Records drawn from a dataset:
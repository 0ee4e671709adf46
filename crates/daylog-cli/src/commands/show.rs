use daylog_core::EntryId;

use crate::app::AppContext;
use crate::cli::ShowArgs;
use crate::output::{print_view, view_json};

pub fn handle_show(ctx: &AppContext, args: &ShowArgs) -> anyhow::Result<()> {
    let id: EntryId = args.id.parse()?;
    let store = ctx.open_store()?;
    let view = store.view(&id)?;

    if args.json {
        println!("{}", serde_json::to_string_pretty(&view_json(&view))?);
    } else {
        print_view(&view, args.highlight.as_deref(), ctx.quiet())?;
    }
    Ok(())
}
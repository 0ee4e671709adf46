//! Error types for daylog core operations.
//!
//! This module defines the error taxonomy shared by all core operations.
//! Errors are descriptive at the core level; the CLI layer maps these to
//! user-facing messages and exit codes.

use thiserror::Error;

/// Result type alias for daylog operations.
pub type Result<T> = std::result::Result<T, DaylogError>;

/// Core error type for daylog operations.
///
/// Record store operations return `IoRead`, `IoWrite`, `NotFound`, or
/// `Structure`. The config kinds belong to the configuration collaborator
/// outside the core but share this taxonomy. `InvalidId` is codec-level
/// only; store operations receive an already-validated [`EntryId`].
///
/// [`EntryId`]: crate::id::EntryId
#[derive(Debug, Error)]
pub enum DaylogError {
    /// Log file could not be opened or read
    #[error("Unable to read from log file: {0}")]
    IoRead(String),

    /// Log file could not be written or replaced
    #[error("Unable to write to log file: {0}")]
    IoWrite(String),

    /// Target entry ID absent from the log
    #[error("Entry not found: {0}")]
    NotFound(String),

    /// A required marker is missing or out of order
    #[error("Structure fault in log file: {0}")]
    Structure(String),

    /// Config file could not be read
    #[error("Unable to read from config file: {0}")]
    ConfigRead(String),

    /// Config file could not be written
    #[error("Unable to write to config file: {0}")]
    ConfigWrite(String),

    /// Malformed entry identifier
    #[error("Invalid entry ID: {0}")]
    InvalidId(String),
}

impl DaylogError {
    /// Wrap an I/O failure from the read side of the log.
    pub fn io_read(err: std::io::Error) -> Self {
        DaylogError::IoRead(err.to_string())
    }

    /// Wrap an I/O failure from the write side of the log.
    pub fn io_write(err: std::io::Error) -> Self {
        DaylogError::IoWrite(err.to_string())
    }
}
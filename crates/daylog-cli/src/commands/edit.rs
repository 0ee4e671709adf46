use daylog_core::{EntryId, Saved};

use crate::app::AppContext;
use crate::cli::EditArgs;
use crate::helpers::read_entry_body;

pub fn handle_edit(ctx: &AppContext, args: &EditArgs) -> anyhow::Result<()> {
    let today = ctx.today();
    let id: EntryId = match &args.id {
        Some(value) => value.parse()?,
        None => today.clone(),
    };

    let store = ctx.open_store()?;
    let draft = store.read_or_create(&id)?;
    let body = read_entry_body(args.no_input, args.body.clone(), &draft.content)?;

    let saved = store.save(&id, &body, &today)?;

    if !ctx.quiet() {
        match saved {
            Saved::Created => println!("Created entry for {}", id.label()?),
            Saved::Updated => println!("Saved entry for {}", id.label()?),
        }
    }
    Ok(())
}
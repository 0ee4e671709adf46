//! Calendar-date entry identifiers.
//!
//! Every entry is keyed by the day it belongs to, encoded as the fixed
//! 8-character string `DDMMYYYY` (zero-padded, no separators). The same
//! encoding appears verbatim inside the log file's marker lines.

use std::fmt;
use std::str::FromStr;

use chrono::{Datelike, Local};
use serde::{Deserialize, Serialize};

use crate::error::{DaylogError, Result};

/// Length of the textual identifier.
pub const ID_LEN: usize = 8;

const MONTH_NAMES: [&str; 12] = [
    "January",
    "February",
    "March",
    "April",
    "May",
    "June",
    "July",
    "August",
    "September",
    "October",
    "November",
    "December",
];

/// A `DDMMYYYY` entry identifier.
#[derive(Debug, Clone, PartialEq, Eq, Hash, Serialize, Deserialize)]
#[serde(transparent)]
pub struct EntryId(String);

impl EntryId {
    /// Today's ID from the current local date.
    ///
    /// The record store never calls this itself; callers supply today's ID
    /// explicitly wherever it matters.
    pub fn today() -> Self {
        let now = Local::now();
        EntryId(format!(
            "{:02}{:02}{:04}",
            now.day(),
            now.month(),
            now.year()
        ))
    }

    /// The raw 8-character form.
    pub fn as_str(&self) -> &str {
        &self.0
    }

    /// Extract the ID from a marker line: the 8 characters following the
    /// first `=` (and its separating space).
    ///
    /// Returns `None` when the line carries no `=` or the remainder is not a
    /// well-formed ID.
    pub fn from_marker_line(line: &str) -> Option<Self> {
        let rest = &line[line.find('=')? + 1..];
        let rest = rest.strip_prefix(' ').unwrap_or(rest);
        rest.get(..ID_LEN)?.parse().ok()
    }

    /// Human-readable date label, e.g. `"3 September 2021"`.
    ///
    /// A single leading zero on the day is dropped. A month outside 1-12 is
    /// an error rather than undefined behavior.
    pub fn label(&self) -> Result<String> {
        let day: u32 = self.0[0..2]
            .parse()
            .map_err(|_| DaylogError::InvalidId(self.0.clone()))?;
        let month: usize = self.0[2..4]
            .parse()
            .map_err(|_| DaylogError::InvalidId(self.0.clone()))?;
        let year = &self.0[4..8];

        let name = month
            .checked_sub(1)
            .and_then(|idx| MONTH_NAMES.get(idx))
            .ok_or_else(|| DaylogError::InvalidId(self.0.clone()))?;

        Ok(format!("{} {} {}", day, name, year))
    }
}

impl FromStr for EntryId {
    type Err = DaylogError;

    fn from_str(s: &str) -> Result<Self> {
        if s.len() == ID_LEN && s.bytes().all(|b| b.is_ascii_digit()) {
            Ok(EntryId(s.to_string()))
        } else {
            Err(DaylogError::InvalidId(s.to_string()))
        }
    }
}

impl fmt::Display for EntryId {
    fn fmt(&self, f: &mut fmt::Formatter<'_>) -> fmt::Result {
        f.write_str(&self.0)
    }
}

### Required action
From the records, copy every line that has the string "None" in it.

### The answer
        None => today.clone(),
    /// Returns `None` when the line carries no `=` or the remainder is not a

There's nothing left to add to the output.